保健・医療

第62回WHO(世界保健機関)総会における新型インフルエンザ検体共有及び利益共有の議論の結果について

平成21年5月25日

1.5月21日、WHO総会において、新型インフルエンザ検体共有及び利益共有に関する決議案が加盟国のコンセンサスにより了承され、22日に採択されました。この決議により、政府間会合(IGM)は一部の未解決の問題を残したまま終了し、今後はWHO事務局長主導により、残された問題について協議が行われ、来年1月のWHO執行理事会までの決着を目指すことになりました。

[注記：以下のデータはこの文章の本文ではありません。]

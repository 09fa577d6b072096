//! General Windows platform utilities
//!
//! String and rectangle conversions, the shell "open" verb and the folder
//! picker.

use std::path::{Path, PathBuf};

use crate::domain::core::Rect;
use crate::platform::PlatformError;
use windows::Win32::Foundation::{HWND, RECT};
use windows::Win32::System::Com::{CLSCTX_INPROC_SERVER, CoCreateInstance, CoTaskMemFree};
use windows::Win32::UI::Shell::{
    FOS_FORCEFILESYSTEM, FOS_PICKFOLDERS, FileOpenDialog, IFileOpenDialog, SIGDN_FILESYSPATH,
    ShellExecuteW,
};
use windows::Win32::UI::WindowsAndMessaging::SW_SHOWNORMAL;
use windows::core::{PCWSTR, w};

/// Converts a string to a null-terminated UTF-16 buffer
pub fn to_wide(text: &str) -> Vec<u16> {
    text.encode_utf16().chain(std::iter::once(0)).collect()
}

/// Reads a UTF-16 buffer up to its first null
pub fn from_wide(buffer: &[u16]) -> String {
    let end = buffer.iter().position(|&c| c == 0).unwrap_or(buffer.len());
    String::from_utf16_lossy(&buffer[..end])
}

/// Converts a domain rectangle to Windows RECT structure
pub fn rect_to_win32_rect(rect: &Rect) -> RECT {
    RECT {
        left: rect.x,
        top: rect.y,
        right: rect.right(),
        bottom: rect.bottom(),
    }
}

/// Converts a Windows RECT to domain rectangle
pub fn win32_rect_to_rect(rect: &RECT) -> Rect {
    Rect::new(rect.left, rect.top, rect.right - rect.left, rect.bottom - rect.top)
}

/// Opens `path` with the shell's default verb
pub fn shell_open(path: &Path) -> Result<(), PlatformError> {
    let target = to_wide(&path.to_string_lossy());
    let result = unsafe {
        ShellExecuteW(
            HWND(0),
            w!("open"),
            PCWSTR(target.as_ptr()),
            PCWSTR::null(),
            PCWSTR::null(),
            SW_SHOWNORMAL,
        )
    };

    // values up to 32 are error codes
    if result.0 <= 32 {
        return Err(PlatformError::Launch {
            path: path.to_path_buf(),
            message: format!("ShellExecuteW returned {}", result.0),
        });
    }
    Ok(())
}

/// Shows the system folder picker
///
/// # Returns
/// The chosen folder, or None if the user cancelled
pub fn pick_folder(owner: HWND, title: &str) -> Result<Option<PathBuf>, PlatformError> {
    unsafe {
        let dialog: IFileOpenDialog = CoCreateInstance(&FileOpenDialog, None, CLSCTX_INPROC_SERVER)?;
        let options = dialog.GetOptions()?;
        dialog.SetOptions(options | FOS_PICKFOLDERS | FOS_FORCEFILESYSTEM)?;

        let title = to_wide(title);
        dialog.SetTitle(PCWSTR(title.as_ptr()))?;

        if dialog.Show(owner).is_err() {
            // cancelling reports ERROR_CANCELLED
            return Ok(None);
        }

        let item = dialog.GetResult()?;
        let raw = item.GetDisplayName(SIGDN_FILESYSPATH)?;
        let path = raw.to_string();
        CoTaskMemFree(Some(raw.0 as *const _));

        let path = path.map_err(|err| PlatformError::System(err.to_string()))?;
        Ok(Some(PathBuf::from(path)))
    }
}

#[cfg(test)]
mod tests {
    use super::*;

    #[test]
    fn wide_strings_round_trip() {
        let wide = to_wide("Zone ü");
        assert_eq!(wide.last(), Some(&0));
        assert_eq!(from_wide(&wide), "Zone ü");
    }

    #[test]
    fn rect_conversions() {
        let rect = Rect::new(10, 20, 300, 400);
        let win = rect_to_win32_rect(&rect);
        assert_eq!((win.left, win.top, win.right, win.bottom), (10, 20, 310, 420));
        assert_eq!(win32_rect_to_rect(&win), rect);
    }
}
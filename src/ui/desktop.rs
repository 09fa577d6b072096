//! Desktop entry point: tray icon, zone windows and the message loop
//!
//! Window procedures only queue [`UiCommand`]s. After each dispatched
//! message the loop drains the queue into the [`Session`] until it stays
//! empty, since modal dialogs opened by one command can queue more.
//!
//! [`UiCommand`]: crate::app::commands::UiCommand

use windows::Win32::Foundation::HWND;
use windows::Win32::System::Com::{COINIT_APARTMENTTHREADED, CoInitializeEx, CoUninitialize};
use windows::Win32::UI::HiDpi::{DPI_AWARENESS_CONTEXT_PER_MONITOR_AWARE_V2, SetProcessDpiAwarenessContext};
use windows::Win32::UI::WindowsAndMessaging::*;

use crate::app::commands;
use crate::app::controller::TrayController;
use crate::app::session::{Flow, Session};
use crate::config::ConfigStore;
use crate::platform::PlatformError;
use crate::ui::controls::ensure_common_controls;
use crate::ui::host::{Win32Dialogs, Win32ZoneHost};
use crate::ui::renderer::ZoneRenderer;
use crate::ui::tray::TrayIcon;

/// Balances CoInitializeEx on the UI thread
struct ComGuard;

impl ComGuard {
    fn init() -> Result<Self, PlatformError> {
        unsafe { CoInitializeEx(None, COINIT_APARTMENTTHREADED)? };
        Ok(Self)
    }
}

impl Drop for ComGuard {
    fn drop(&mut self) {
        unsafe { CoUninitialize() };
    }
}

/// Runs until Quit is picked from the tray menu or WM_QUIT arrives
pub fn run(store: ConfigStore) -> Result<(), PlatformError> {
    unsafe {
        // before any window exists so layouts use physical pixels
        if let Err(err) = SetProcessDpiAwarenessContext(DPI_AWARENESS_CONTEXT_PER_MONITOR_AWARE_V2) {
            log::warn!("DPI awareness not set: {err}");
        }
    }
    let _com = ComGuard::init()?;
    ensure_common_controls();

    let mut tray = TrayIcon::create()?;
    let host = Win32ZoneHost::new(ZoneRenderer::with_system_font());
    let mut session = Session::new(TrayController::start(store, host));
    let mut dialogs = Win32Dialogs::new(tray.hwnd());
    tray.set_click_through(session.controller().is_click_through());

    let mut msg = MSG::default();
    loop {
        let result = unsafe { GetMessageW(&mut msg, None, 0, 0) };
        if result.0 == 0 {
            log::info!("WM_QUIT received");
            session.controller_mut().quit();
            return Ok(());
        }
        if result.0 == -1 {
            return Err(PlatformError::System("GetMessageW failed".to_string()));
        }

        let handled = dialogs
            .customizer_hwnd()
            .is_some_and(|hwnd| is_dialog_message(hwnd, &msg));
        if !handled {
            unsafe {
                TranslateMessage(&msg);
                DispatchMessageW(&msg);
            }
        }

        if pump_commands(&mut session, &mut dialogs) == Flow::Quit {
            log::info!("Quit requested");
            return Ok(());
        }
        tray.set_click_through(session.controller().is_click_through());
    }
}

fn pump_commands(session: &mut Session<Win32ZoneHost>, dialogs: &mut Win32Dialogs) -> Flow {
    loop {
        let batch = commands::drain();
        if batch.is_empty() {
            return Flow::Continue;
        }
        for command in batch {
            if session.handle(command, dialogs) == Flow::Quit {
                return Flow::Quit;
            }
        }
    }
}

fn is_dialog_message(hwnd: HWND, msg: &MSG) -> bool {
    unsafe { IsDialogMessageW(hwnd, msg) }.as_bool()
}
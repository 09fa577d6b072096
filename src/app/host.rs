//! Seam between the controller and the windowing layer

use std::path::Path;

use crate::app::zone::{Zone, ZoneId};
use crate::domain::core::Rect;
use crate::platform::PlatformError;

/// Window surface the controller drives
///
/// The Win32 implementation owns one layered window per zone; tests use a
/// recording implementation.
pub trait ZoneHost {
    /// Area new zones are centred on
    fn work_area(&self) -> Rect;

    /// A zone reached the Ready state and needs a window
    fn zone_opened(&mut self, zone: &Zone) -> Result<(), PlatformError>;

    /// A zone's settings, geometry or cosmetic state changed
    fn zone_changed(&mut self, zone: &Zone);

    fn zone_closed(&mut self, id: ZoneId);

    /// Lets mouse input pass through every zone window
    fn set_click_through(&mut self, enabled: bool);

    /// Opens a file or folder with its default handler
    fn open_path(&mut self, path: &Path) -> Result<(), PlatformError>;
}

/// Host without windows; zones are only logged
///
/// Used where no desktop surface exists, e.g. to load and re-save a
/// configuration store.
#[derive(Debug, Default)]
pub struct HeadlessHost {
    open: Vec<ZoneId>,
}

impl HeadlessHost {
    pub fn open_zones(&self) -> &[ZoneId] {
        &self.open
    }
}

impl ZoneHost for HeadlessHost {
    fn work_area(&self) -> Rect {
        crate::platform::primary_work_area()
    }

    fn zone_opened(&mut self, zone: &Zone) -> Result<(), PlatformError> {
        match zone.folder() {
            Some(folder) => log::info!("{} '{}' -> {}", zone.id(), zone.name(), folder.display()),
            None => log::info!("{} '{}' has no folder", zone.id(), zone.name()),
        }
        self.open.push(zone.id());
        Ok(())
    }

    fn zone_changed(&mut self, zone: &Zone) {
        log::debug!("{} changed", zone.id());
    }

    fn zone_closed(&mut self, id: ZoneId) {
        self.open.retain(|open| *open != id);
    }

    fn set_click_through(&mut self, enabled: bool) {
        log::debug!("Click-through {}", if enabled { "on" } else { "off" });
    }

    fn open_path(&mut self, path: &Path) -> Result<(), PlatformError> {
        crate::platform::open_path(path)
    }
}

#[cfg(test)]
pub(crate) mod recording {
    use super::*;
    use std::path::PathBuf;

    /// Call made on a [`RecordingHost`]
    #[derive(Debug, Clone, PartialEq, Eq)]
    pub enum HostCall {
        Opened(ZoneId),
        Changed(ZoneId),
        Closed(ZoneId),
        ClickThrough(bool),
        Launched(PathBuf),
    }

    /// Host that records every call instead of drawing
    #[derive(Debug, Default)]
    pub struct RecordingHost {
        pub calls: Vec<HostCall>,
    }

    impl RecordingHost {
        pub fn changes_for(&self, id: ZoneId) -> usize {
            self.calls
                .iter()
                .filter(|call| **call == HostCall::Changed(id))
                .count()
        }
    }

    impl ZoneHost for RecordingHost {
        fn work_area(&self) -> Rect {
            Rect::new(0, 0, 1920, 1040)
        }

        fn zone_opened(&mut self, zone: &Zone) -> Result<(), PlatformError> {
            self.calls.push(HostCall::Opened(zone.id()));
            Ok(())
        }

        fn zone_changed(&mut self, zone: &Zone) {
            self.calls.push(HostCall::Changed(zone.id()));
        }

        fn zone_closed(&mut self, id: ZoneId) {
            self.calls.push(HostCall::Closed(id));
        }

        fn set_click_through(&mut self, enabled: bool) {
            self.calls.push(HostCall::ClickThrough(enabled));
        }

        fn open_path(&mut self, path: &Path) -> Result<(), PlatformError> {
            self.calls.push(HostCall::Launched(path.to_path_buf()));
            Ok(())
        }
    }
}

#[cfg(test)]
mod tests {
    use super::*;
    use crate::app::controller::TrayController;
    use crate::config::ConfigStore;
    use tempfile::TempDir;

    #[test]
    fn headless_host_tracks_open_zones() {
        let dir = TempDir::new().unwrap();
        let folder = dir.path().join("docs");
        std::fs::create_dir_all(&folder).unwrap();

        let store = ConfigStore::new(dir.path().join("store"));
        let mut controller = TrayController::start(store, HeadlessHost::default());
        let id = controller.add_zone(folder);
        assert_eq!(controller.host().open_zones(), &[id]);

        controller.close_zone(id).unwrap();
        assert!(controller.host().open_zones().is_empty());
    }
}
//! Non-modal customizer window
//!
//! One row per settings field: a label, an edit box and, for a zone, an
//! "Override" checkbox. Every edit or click is queued as a
//! [`ControlChange`] and applied live by the main loop. Programmatic text
//! updates are suppressed so they do not echo back as user edits.

use windows::Win32::Foundation::{HWND, LPARAM, LRESULT, WPARAM};
use windows::Win32::UI::WindowsAndMessaging::*;
use windows::core::{PCWSTR, w};

use crate::app::commands::{self, UiCommand};
use crate::app::customizer::{ControlChange, Customizer};
use crate::config::SettingsField;
use crate::platform::PlatformError;
use crate::platform::windows::to_wide;
use crate::ui::controls::{
    command_parts, control_text, create_button, create_checkbox, create_edit, create_static, is_checked,
    register_class, set_checked, set_control_text,
};

const ROW_HEIGHT: i32 = 28;
const MARGIN: i32 = 12;
const LABEL_WIDTH: i32 = 150;
const EDIT_WIDTH: i32 = 100;
const CHECK_WIDTH: i32 = 90;

const ID_EDIT_BASE: i32 = 1000;
const ID_CHECK_BASE: i32 = 2000;
const ID_BTN_CLOSE: i32 = 3000;

struct Row {
    field: SettingsField,
    edit: HWND,
    check: Option<HWND>,
}

struct WindowState {
    hwnd: HWND,
    rows: Vec<Row>,
    /// Set while the window rewrites its own controls
    suppress: bool,
}

pub struct CustomizerWindow {
    state: Box<WindowState>,
}

impl CustomizerWindow {
    pub fn open(customizer: &Customizer, owner: HWND) -> Result<Self, PlatformError> {
        let class_name = w!("FloatboardCustomizer");
        let instance = register_class(class_name, CS_HREDRAW | CS_VREDRAW, Some(customizer_window_proc))?;

        let local = customizer.is_local();
        let rows = customizer.controls().len() as i32;
        let client_width = MARGIN * 3 + LABEL_WIDTH + EDIT_WIDTH + if local { CHECK_WIDTH + MARGIN } else { 0 };
        let client_height = MARGIN * 3 + rows * ROW_HEIGHT + 26;

        let title = to_wide(customizer.title());
        let hwnd = unsafe {
            CreateWindowExW(
                WINDOW_EX_STYLE(WS_EX_CONTROLPARENT.0 | WS_EX_TOOLWINDOW.0),
                class_name,
                PCWSTR(title.as_ptr()),
                WS_OVERLAPPED | WS_CAPTION | WS_SYSMENU,
                CW_USEDEFAULT,
                CW_USEDEFAULT,
                // rough allowance for the frame and caption
                client_width + 16,
                client_height + 40,
                owner,
                None,
                instance,
                None,
            )
        };
        if hwnd.0 == 0 {
            return Err(PlatformError::WindowCreation {
                what: "customizer window",
                message: customizer.title().to_string(),
            });
        }

        let mut state = Box::new(WindowState {
            hwnd,
            rows: Vec::with_capacity(customizer.controls().len()),
            suppress: false,
        });

        for (index, control) in customizer.controls().iter().enumerate() {
            let y = MARGIN + index as i32 * ROW_HEIGHT;
            create_static(hwnd, control.field.label(), (MARGIN, y + 3, LABEL_WIDTH, 20));
            let edit = create_edit(
                hwnd,
                ID_EDIT_BASE + index as i32,
                &control.text,
                (MARGIN * 2 + LABEL_WIDTH, y, EDIT_WIDTH, 22),
            );
            let check = local.then(|| {
                create_checkbox(
                    hwnd,
                    ID_CHECK_BASE + index as i32,
                    "Override",
                    control.override_checked,
                    (MARGIN * 3 + LABEL_WIDTH + EDIT_WIDTH, y, CHECK_WIDTH, 22),
                )
            });
            state.rows.push(Row {
                field: control.field,
                edit,
                check,
            });
        }
        create_button(
            hwnd,
            ID_BTN_CLOSE,
            "Close",
            true,
            (client_width - MARGIN - 90, client_height - MARGIN - 26, 90, 26),
        );

        // controls exist before the procedure can see the state, so their
        // initial text never posts changes
        unsafe {
            SetWindowLongPtrW(hwnd, GWLP_USERDATA, state.as_mut() as *mut WindowState as isize);
            ShowWindow(hwnd, SW_SHOW);
            let _ = SetForegroundWindow(hwnd);
        }

        Ok(Self { state })
    }

    pub fn hwnd(&self) -> HWND {
        self.state.hwnd
    }

    pub fn is_open(&self) -> bool {
        self.state.hwnd.0 != 0 && unsafe { IsWindow(self.state.hwnd) }.as_bool()
    }

    /// Shows the customizer's current rows without posting changes
    pub fn refresh(&mut self, customizer: &Customizer) {
        if !self.is_open() {
            return;
        }
        self.state.suppress = true;
        for row in &self.state.rows {
            let Some(control) = customizer.control(row.field) else {
                continue;
            };
            if control_text(row.edit) != control.text {
                set_control_text(row.edit, &control.text);
            }
            if let Some(check) = row.check {
                if is_checked(check) != control.override_checked {
                    set_checked(check, control.override_checked);
                }
            }
        }
        self.state.suppress = false;
    }
}

impl Drop for CustomizerWindow {
    fn drop(&mut self) {
        if self.is_open() {
            unsafe {
                SetWindowLongPtrW(self.state.hwnd, GWLP_USERDATA, 0);
                DestroyWindow(self.state.hwnd).ok();
            }
        }
    }
}

impl WindowState {
    fn handle_command(&mut self, wparam: WPARAM) {
        let (id, code) = command_parts(wparam);

        if id == ID_BTN_CLOSE {
            self.close();
            return;
        }
        if self.suppress {
            return;
        }

        if (ID_EDIT_BASE..ID_EDIT_BASE + self.rows.len() as i32).contains(&id) && code == EN_CHANGE as u32 {
            let row = &self.rows[(id - ID_EDIT_BASE) as usize];
            commands::post(UiCommand::Customizer(ControlChange::Text {
                field: row.field,
                text: control_text(row.edit),
            }));
            return;
        }

        if (ID_CHECK_BASE..ID_CHECK_BASE + self.rows.len() as i32).contains(&id) && code == BN_CLICKED as u32 {
            let row = &self.rows[(id - ID_CHECK_BASE) as usize];
            if let Some(check) = row.check {
                commands::post(UiCommand::Customizer(ControlChange::Override {
                    field: row.field,
                    checked: is_checked(check),
                }));
            }
        }
    }

    fn close(&mut self) {
        commands::post(UiCommand::CustomizerClosed);
        unsafe {
            let _ = DestroyWindow(self.hwnd);
        }
    }
}

unsafe extern "system" fn customizer_window_proc(hwnd: HWND, msg: u32, wparam: WPARAM, lparam: LPARAM) -> LRESULT {
    let ptr = unsafe { GetWindowLongPtrW(hwnd, GWLP_USERDATA) } as *mut WindowState;
    let Some(state) = (unsafe { ptr.as_mut() }) else {
        return unsafe { DefWindowProcW(hwnd, msg, wparam, lparam) };
    };

    match msg {
        WM_COMMAND => {
            state.handle_command(wparam);
            LRESULT(0)
        }
        WM_CLOSE => {
            state.close();
            LRESULT(0)
        }
        WM_DESTROY => {
            state.hwnd = HWND(0);
            LRESULT(0)
        }
        _ => unsafe { DefWindowProcW(hwnd, msg, wparam, lparam) },
    }
}
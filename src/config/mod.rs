//! Configuration model for floatboard
//!
//! One global settings record, one record per zone, the set of fields each
//! zone overrides, and the rules that move values between them. Everything
//! here is platform independent.

pub mod overrides;
pub mod propagation;
pub mod settings;
pub mod store;
pub mod zone;

pub use overrides::OverrideSet;
pub use propagation::{LocalOutcome, apply_local_edit, propagate_field, sync_with_global};
pub use settings::{FieldKind, FieldValue, HexColor, SettingsError, SettingsField, SettingsRecord};
pub use store::{ConfigStore, StoreError, numbered_zone_name, sanitize_zone_name};
pub use zone::ZoneRecord;
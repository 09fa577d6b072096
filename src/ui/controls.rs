//! Small Win32 control helpers shared by the tray, dialogs and zone windows

use std::sync::Once;

use crate::platform::PlatformError;
use crate::platform::windows::{from_wide, to_wide};
use windows::Win32::Foundation::{GetLastError, HINSTANCE, HWND, LPARAM, WIN32_ERROR, WPARAM};
use windows::Win32::Graphics::Gdi::{DEFAULT_GUI_FONT, GetStockObject, HFONT};
use windows::Win32::System::LibraryLoader::GetModuleHandleW;
use windows::Win32::UI::Controls::{
    ICC_STANDARD_CLASSES, ICC_WIN95_CLASSES, INITCOMMONCONTROLSEX, InitCommonControlsEx,
};
use windows::Win32::UI::WindowsAndMessaging::*;
use windows::core::{PCWSTR, w};

// Matches the Win32 ERROR_CLASS_ALREADY_EXISTS (1410) code.
const CLASS_ALREADY_EXISTS_ERR: WIN32_ERROR = WIN32_ERROR(1410);

const BST_CHECKED: usize = 1;

pub fn ensure_common_controls() {
    static INIT: Once = Once::new();
    INIT.call_once(|| {
        let icc = INITCOMMONCONTROLSEX {
            dwSize: std::mem::size_of::<INITCOMMONCONTROLSEX>() as u32,
            dwICC: ICC_WIN95_CLASSES | ICC_STANDARD_CLASSES,
        };
        unsafe {
            InitCommonControlsEx(&icc);
        }
    });
}

pub fn module_instance() -> Result<HINSTANCE, PlatformError> {
    let module = unsafe { GetModuleHandleW(PCWSTR::null())? };
    Ok(module.into())
}

/// Registers a window class; an existing registration is fine
pub fn register_class(
    class_name: PCWSTR,
    style: WNDCLASS_STYLES,
    proc: WNDPROC,
) -> Result<HINSTANCE, PlatformError> {
    let instance = module_instance()?;
    unsafe {
        let wnd_class = WNDCLASSW {
            style,
            lpfnWndProc: proc,
            hInstance: instance,
            lpszClassName: class_name,
            hCursor: LoadCursorW(None, IDC_ARROW).unwrap_or_default(),
            ..Default::default()
        };

        if RegisterClassW(&wnd_class) == 0 {
            match GetLastError() {
                Err(err) if err.code() == CLASS_ALREADY_EXISTS_ERR.to_hresult() => {}
                Err(err) => {
                    return Err(PlatformError::WindowCreation {
                        what: "window class",
                        message: err.to_string(),
                    });
                }
                Ok(()) => {}
            }
        }
    }
    Ok(instance)
}

pub fn default_font() -> HFONT {
    unsafe { HFONT(GetStockObject(DEFAULT_GUI_FONT).0) }
}

pub fn apply_font(hwnd: HWND, font: HFONT) {
    unsafe {
        SendMessageW(hwnd, WM_SETFONT, WPARAM(font.0 as usize), LPARAM(1));
    }
}

fn create_child(
    parent: HWND,
    class: PCWSTR,
    style: u32,
    id: i32,
    (x, y, width, height): (i32, i32, i32, i32),
) -> HWND {
    unsafe {
        let hwnd = CreateWindowExW(
            WINDOW_EX_STYLE(0),
            class,
            PCWSTR::null(),
            WINDOW_STYLE(WS_CHILD.0 | WS_VISIBLE.0 | style),
            x,
            y,
            width,
            height,
            parent,
            HMENU(id as isize),
            None,
            None,
        );
        apply_font(hwnd, default_font());
        hwnd
    }
}

pub fn create_static(parent: HWND, text: &str, bounds: (i32, i32, i32, i32)) -> HWND {
    let hwnd = create_child(parent, w!("STATIC"), 0, 0, bounds);
    set_control_text(hwnd, text);
    hwnd
}

pub fn create_edit(parent: HWND, id: i32, text: &str, bounds: (i32, i32, i32, i32)) -> HWND {
    let style = WS_BORDER.0 | WS_TABSTOP.0 | (ES_AUTOHSCROLL as u32);
    let hwnd = create_child(parent, w!("EDIT"), style, id, bounds);
    set_control_text(hwnd, text);
    hwnd
}

pub fn create_checkbox(parent: HWND, id: i32, text: &str, checked: bool, bounds: (i32, i32, i32, i32)) -> HWND {
    let style = WS_TABSTOP.0 | (BS_AUTOCHECKBOX as u32);
    let hwnd = create_child(parent, w!("BUTTON"), style, id, bounds);
    set_control_text(hwnd, text);
    set_checked(hwnd, checked);
    hwnd
}

pub fn create_button(parent: HWND, id: i32, text: &str, default: bool, bounds: (i32, i32, i32, i32)) -> HWND {
    let kind = if default { BS_DEFPUSHBUTTON } else { BS_PUSHBUTTON };
    let hwnd = create_child(parent, w!("BUTTON"), WS_TABSTOP.0 | (kind as u32), id, bounds);
    set_control_text(hwnd, text);
    hwnd
}

pub fn set_control_text(hwnd: HWND, text: &str) {
    let wide = to_wide(text);
    unsafe {
        let _ = SetWindowTextW(hwnd, PCWSTR(wide.as_ptr()));
    }
}

pub fn control_text(hwnd: HWND) -> String {
    unsafe {
        let length = GetWindowTextLengthW(hwnd).max(0) as usize;
        let mut buffer = vec![0u16; length + 1];
        let copied = GetWindowTextW(hwnd, &mut buffer).max(0) as usize;
        from_wide(&buffer[..copied.min(buffer.len())])
    }
}

pub fn is_checked(hwnd: HWND) -> bool {
    unsafe { SendMessageW(hwnd, BM_GETCHECK, WPARAM(0), LPARAM(0)).0 as usize == BST_CHECKED }
}

pub fn set_checked(hwnd: HWND, checked: bool) {
    unsafe {
        SendMessageW(hwnd, BM_SETCHECK, WPARAM(usize::from(checked)), LPARAM(0));
    }
}

/// Splits a WM_COMMAND wparam into (control id, notification code)
pub fn command_parts(wparam: WPARAM) -> (i32, u32) {
    ((wparam.0 & 0xFFFF) as i32, ((wparam.0 >> 16) & 0xFFFF) as u32)
}

/// Signed client or screen coordinates packed in an lparam
pub fn point_from_lparam(lparam: LPARAM) -> (i32, i32) {
    let x = (lparam.0 & 0xFFFF) as u16 as i16 as i32;
    let y = ((lparam.0 >> 16) & 0xFFFF) as u16 as i16 as i32;
    (x, y)
}

/// Appends a string item to a popup menu
pub fn append_menu_item(menu: HMENU, id: usize, text: &str, checked: bool) {
    let wide = to_wide(text);
    let flags = if checked { MF_STRING | MF_CHECKED } else { MF_STRING };
    unsafe {
        let _ = AppendMenuW(menu, flags, id, PCWSTR(wide.as_ptr()));
    }
}

pub fn append_menu_separator(menu: HMENU) {
    unsafe {
        let _ = AppendMenuW(menu, MF_SEPARATOR, 0, PCWSTR::null());
    }
}

/// Shows a popup menu at a screen point and waits for a pick
///
/// # Returns
/// The chosen item id, or None when the menu was dismissed
pub fn track_menu(owner: HWND, menu: HMENU, (x, y): (i32, i32)) -> Option<usize> {
    unsafe {
        // required for the menu to close when focus moves elsewhere
        let _ = SetForegroundWindow(owner);
        let picked = TrackPopupMenu(menu, TPM_RETURNCMD | TPM_RIGHTBUTTON, x, y, 0, owner, None);
        let _ = DestroyMenu(menu);
        let _ = PostMessageW(owner, WM_NULL, WPARAM(0), LPARAM(0));
        (picked.0 > 0).then_some(picked.0 as usize)
    }
}

#[cfg(test)]
mod tests {
    use super::*;

    #[test]
    fn command_parts_split_id_and_code() {
        let wparam = WPARAM(((EN_CHANGE as usize) << 16) | 1203);
        assert_eq!(command_parts(wparam), (1203, EN_CHANGE));
    }

    #[test]
    fn lparam_points_are_signed() {
        let packed = ((-5i16 as u16 as isize) << 16) | (-20i16 as u16 as isize);
        assert_eq!(point_from_lparam(LPARAM(packed)), (-20, -5));
        assert_eq!(point_from_lparam(LPARAM((40 << 16) | 30)), (30, 40));
    }
}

2.今回のIGMやWHO総会では、新型インフルエンザA(H1N1)の発生を受けて、WHOのネットワークを通じて検体が迅速に国際社会で共有されたことが、各国の対策やワクチン開発を進める上で大きな役割を果たしているとの発言が相次ぎました。しかしながら、検体をWHOと共有するための手続きの透明性を向上させるために、提供国やWHOの関係機関の間で利用される、標準的な契約文書(standard material transfer agreement)の作成については、日・米・EUは、簡潔で、円滑な検体提供の妨げにならないようなものとすることを訴えたのに対し、インドネシア、インド、ブラジルは、検体提供国の了解なしに検体が第三者によって利用されることを懸念し、詳細なものとすることを主張したため、作業が進まず、今後とも協議が行われることになりました。

3.IGMの成果文書案では、全ての国が検体の提供や利益の提供にコミットし、共同で行動することが再確認されました。

 また、成果文書案の中で、WHO加盟国は、ワクチン生産メーカーに対し、生産量の一部(portion)を途上国への支援のために無償でまたは割引価格で提供するよう強く求めており、現在WHO事務局がワクチン生産メーカーと行っている協議を後押しする形となっています。

 一方、H5N1ワクチンの国際共同備蓄については、今回のIGMの結果にかかわりなく、WHO事務局による検討が進んでいます。

 今回の総会決議においては、こうした既に事務局主導で行われている取り組みを含め、IGMにおいて合意された要素については前に進めていくことが確認されました。

4.日本代表団は、今後の作業には、検体の共有や情報の共有の重要性など、H1N1インフルエンザ対策の経験や教訓が反映されるべきであると発言すると共に、IGM全体で合意に至らずに終了したことを理由に、鳥由来H5N1インフルエンザの発生国が検体をWHOに提供することを停止すべきでないと改めて主張しました。